Directions
The lines you return should be those containing the string "bool", taken from the data below.

Collected data
+ + + +

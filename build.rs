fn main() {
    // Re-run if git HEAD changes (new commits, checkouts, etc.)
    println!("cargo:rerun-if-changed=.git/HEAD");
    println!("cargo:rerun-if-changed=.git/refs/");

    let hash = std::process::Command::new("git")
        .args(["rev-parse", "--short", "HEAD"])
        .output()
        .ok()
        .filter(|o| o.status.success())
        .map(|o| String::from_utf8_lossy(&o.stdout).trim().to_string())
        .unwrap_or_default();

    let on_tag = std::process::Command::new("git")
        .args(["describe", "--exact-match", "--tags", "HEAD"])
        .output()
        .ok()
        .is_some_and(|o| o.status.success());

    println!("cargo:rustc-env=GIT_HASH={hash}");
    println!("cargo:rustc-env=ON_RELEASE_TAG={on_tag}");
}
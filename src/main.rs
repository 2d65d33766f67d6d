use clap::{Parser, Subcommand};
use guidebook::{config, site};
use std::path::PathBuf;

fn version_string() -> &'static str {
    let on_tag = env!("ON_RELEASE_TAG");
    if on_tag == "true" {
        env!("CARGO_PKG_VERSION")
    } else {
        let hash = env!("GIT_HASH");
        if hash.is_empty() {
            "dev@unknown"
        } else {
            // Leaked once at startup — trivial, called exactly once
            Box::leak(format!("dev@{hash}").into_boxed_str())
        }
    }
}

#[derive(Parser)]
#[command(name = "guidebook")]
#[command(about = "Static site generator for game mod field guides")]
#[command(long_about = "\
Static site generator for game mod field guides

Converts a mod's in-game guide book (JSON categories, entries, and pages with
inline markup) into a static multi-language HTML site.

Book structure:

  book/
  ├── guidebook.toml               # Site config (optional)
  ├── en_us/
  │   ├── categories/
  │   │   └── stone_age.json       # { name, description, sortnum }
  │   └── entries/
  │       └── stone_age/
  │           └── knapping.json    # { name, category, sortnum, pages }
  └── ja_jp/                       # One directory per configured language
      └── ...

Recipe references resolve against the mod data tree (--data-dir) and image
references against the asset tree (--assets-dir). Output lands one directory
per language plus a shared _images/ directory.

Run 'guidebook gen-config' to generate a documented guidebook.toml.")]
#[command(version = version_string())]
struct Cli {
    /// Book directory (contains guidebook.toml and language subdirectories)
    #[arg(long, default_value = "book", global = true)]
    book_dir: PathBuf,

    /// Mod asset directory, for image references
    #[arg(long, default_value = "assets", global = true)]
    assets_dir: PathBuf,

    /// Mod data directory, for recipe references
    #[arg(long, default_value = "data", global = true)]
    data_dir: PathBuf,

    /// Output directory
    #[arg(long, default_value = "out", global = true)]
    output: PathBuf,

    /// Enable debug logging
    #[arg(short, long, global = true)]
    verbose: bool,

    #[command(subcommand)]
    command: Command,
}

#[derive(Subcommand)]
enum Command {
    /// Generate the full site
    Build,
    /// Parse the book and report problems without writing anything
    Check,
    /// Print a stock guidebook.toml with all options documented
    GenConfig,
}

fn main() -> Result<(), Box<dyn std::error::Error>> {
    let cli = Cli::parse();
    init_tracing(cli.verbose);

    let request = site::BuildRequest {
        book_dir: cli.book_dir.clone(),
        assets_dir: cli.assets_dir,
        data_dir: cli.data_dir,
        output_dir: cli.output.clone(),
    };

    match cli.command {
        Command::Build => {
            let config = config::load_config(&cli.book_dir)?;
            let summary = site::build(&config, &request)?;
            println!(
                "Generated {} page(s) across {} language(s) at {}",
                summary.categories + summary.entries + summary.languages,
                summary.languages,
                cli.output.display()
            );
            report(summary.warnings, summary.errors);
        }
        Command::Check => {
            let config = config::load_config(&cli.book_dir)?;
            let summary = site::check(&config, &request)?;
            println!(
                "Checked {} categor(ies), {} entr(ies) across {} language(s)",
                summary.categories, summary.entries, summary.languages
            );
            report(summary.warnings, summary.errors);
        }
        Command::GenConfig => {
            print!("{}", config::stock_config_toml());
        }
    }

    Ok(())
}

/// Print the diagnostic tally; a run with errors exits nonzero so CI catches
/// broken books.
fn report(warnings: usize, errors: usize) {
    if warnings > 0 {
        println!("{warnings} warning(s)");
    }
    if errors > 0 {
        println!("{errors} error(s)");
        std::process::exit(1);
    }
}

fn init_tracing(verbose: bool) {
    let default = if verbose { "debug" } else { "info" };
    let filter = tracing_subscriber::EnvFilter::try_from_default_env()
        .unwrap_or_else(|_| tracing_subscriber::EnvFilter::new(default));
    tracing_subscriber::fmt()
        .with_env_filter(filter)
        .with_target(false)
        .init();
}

+ + + +

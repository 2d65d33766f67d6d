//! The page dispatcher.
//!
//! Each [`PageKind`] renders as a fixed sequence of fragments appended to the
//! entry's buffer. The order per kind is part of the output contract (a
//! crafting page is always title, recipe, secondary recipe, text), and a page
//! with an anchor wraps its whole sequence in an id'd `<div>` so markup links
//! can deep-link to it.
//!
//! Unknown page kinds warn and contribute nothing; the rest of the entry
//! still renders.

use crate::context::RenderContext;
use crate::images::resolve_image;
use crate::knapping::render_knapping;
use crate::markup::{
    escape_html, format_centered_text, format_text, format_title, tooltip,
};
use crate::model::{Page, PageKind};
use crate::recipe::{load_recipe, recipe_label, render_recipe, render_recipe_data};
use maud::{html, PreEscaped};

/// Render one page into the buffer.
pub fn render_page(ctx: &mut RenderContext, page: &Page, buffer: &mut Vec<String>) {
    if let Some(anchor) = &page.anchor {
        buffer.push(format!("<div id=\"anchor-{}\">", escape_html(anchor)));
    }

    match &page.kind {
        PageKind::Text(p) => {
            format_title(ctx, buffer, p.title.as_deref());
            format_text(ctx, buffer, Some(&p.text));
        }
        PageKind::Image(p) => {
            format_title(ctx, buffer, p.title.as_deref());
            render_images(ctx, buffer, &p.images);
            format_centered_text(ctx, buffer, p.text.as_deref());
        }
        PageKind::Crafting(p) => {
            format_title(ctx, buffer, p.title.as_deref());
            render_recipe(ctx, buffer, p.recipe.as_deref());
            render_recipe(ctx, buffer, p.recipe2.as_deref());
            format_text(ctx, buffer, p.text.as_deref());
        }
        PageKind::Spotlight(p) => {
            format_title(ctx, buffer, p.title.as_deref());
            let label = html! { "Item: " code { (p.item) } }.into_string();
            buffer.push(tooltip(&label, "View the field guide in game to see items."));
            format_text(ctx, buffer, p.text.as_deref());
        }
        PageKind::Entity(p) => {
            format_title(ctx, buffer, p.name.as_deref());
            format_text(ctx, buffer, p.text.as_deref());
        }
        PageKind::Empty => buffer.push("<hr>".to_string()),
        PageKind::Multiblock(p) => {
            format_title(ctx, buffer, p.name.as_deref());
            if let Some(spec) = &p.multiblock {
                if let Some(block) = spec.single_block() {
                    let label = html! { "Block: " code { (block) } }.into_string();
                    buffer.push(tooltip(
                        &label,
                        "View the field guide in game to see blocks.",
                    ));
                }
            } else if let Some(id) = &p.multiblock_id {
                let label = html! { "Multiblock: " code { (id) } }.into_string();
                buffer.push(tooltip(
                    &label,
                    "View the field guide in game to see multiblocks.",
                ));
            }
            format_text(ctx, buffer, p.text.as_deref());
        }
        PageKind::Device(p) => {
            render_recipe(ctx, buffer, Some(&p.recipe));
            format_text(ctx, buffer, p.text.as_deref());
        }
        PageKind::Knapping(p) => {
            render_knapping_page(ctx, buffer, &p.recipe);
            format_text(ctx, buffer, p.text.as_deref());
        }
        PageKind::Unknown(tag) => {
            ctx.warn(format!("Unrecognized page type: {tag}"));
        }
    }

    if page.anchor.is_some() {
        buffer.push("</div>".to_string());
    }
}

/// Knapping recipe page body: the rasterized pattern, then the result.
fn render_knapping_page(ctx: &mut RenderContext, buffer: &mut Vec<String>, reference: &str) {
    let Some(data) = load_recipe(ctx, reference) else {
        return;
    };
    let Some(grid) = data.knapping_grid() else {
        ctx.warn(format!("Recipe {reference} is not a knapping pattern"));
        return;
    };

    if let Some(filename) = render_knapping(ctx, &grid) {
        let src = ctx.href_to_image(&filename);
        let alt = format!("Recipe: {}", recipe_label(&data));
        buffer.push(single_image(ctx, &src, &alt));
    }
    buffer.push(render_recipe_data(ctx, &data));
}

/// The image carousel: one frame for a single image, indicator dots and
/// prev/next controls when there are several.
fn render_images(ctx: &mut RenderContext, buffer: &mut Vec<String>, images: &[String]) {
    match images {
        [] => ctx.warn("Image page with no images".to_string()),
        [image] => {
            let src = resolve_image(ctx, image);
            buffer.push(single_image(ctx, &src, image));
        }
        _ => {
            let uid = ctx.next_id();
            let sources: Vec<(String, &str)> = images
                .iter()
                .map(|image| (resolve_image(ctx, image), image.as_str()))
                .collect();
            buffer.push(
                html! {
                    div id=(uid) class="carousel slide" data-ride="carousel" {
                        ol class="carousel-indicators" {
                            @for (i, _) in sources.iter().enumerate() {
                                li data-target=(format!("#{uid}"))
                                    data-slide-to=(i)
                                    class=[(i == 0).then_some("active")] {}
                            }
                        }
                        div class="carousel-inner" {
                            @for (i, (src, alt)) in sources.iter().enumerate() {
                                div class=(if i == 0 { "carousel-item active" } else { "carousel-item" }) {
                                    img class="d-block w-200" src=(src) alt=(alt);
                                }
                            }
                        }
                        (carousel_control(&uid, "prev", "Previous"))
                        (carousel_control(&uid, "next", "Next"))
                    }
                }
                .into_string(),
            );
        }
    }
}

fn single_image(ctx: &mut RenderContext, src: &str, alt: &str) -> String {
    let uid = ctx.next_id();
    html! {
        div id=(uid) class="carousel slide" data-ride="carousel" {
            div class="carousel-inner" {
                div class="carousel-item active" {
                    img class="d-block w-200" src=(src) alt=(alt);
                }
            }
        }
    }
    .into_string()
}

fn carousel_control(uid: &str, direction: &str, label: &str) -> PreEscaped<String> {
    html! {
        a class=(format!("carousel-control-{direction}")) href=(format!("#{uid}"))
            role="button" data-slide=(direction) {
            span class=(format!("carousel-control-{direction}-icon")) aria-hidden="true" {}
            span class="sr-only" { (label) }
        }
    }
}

+ + + +

Answer to this problem
    verbose: bool,
fn init_tracing(verbose: bool) {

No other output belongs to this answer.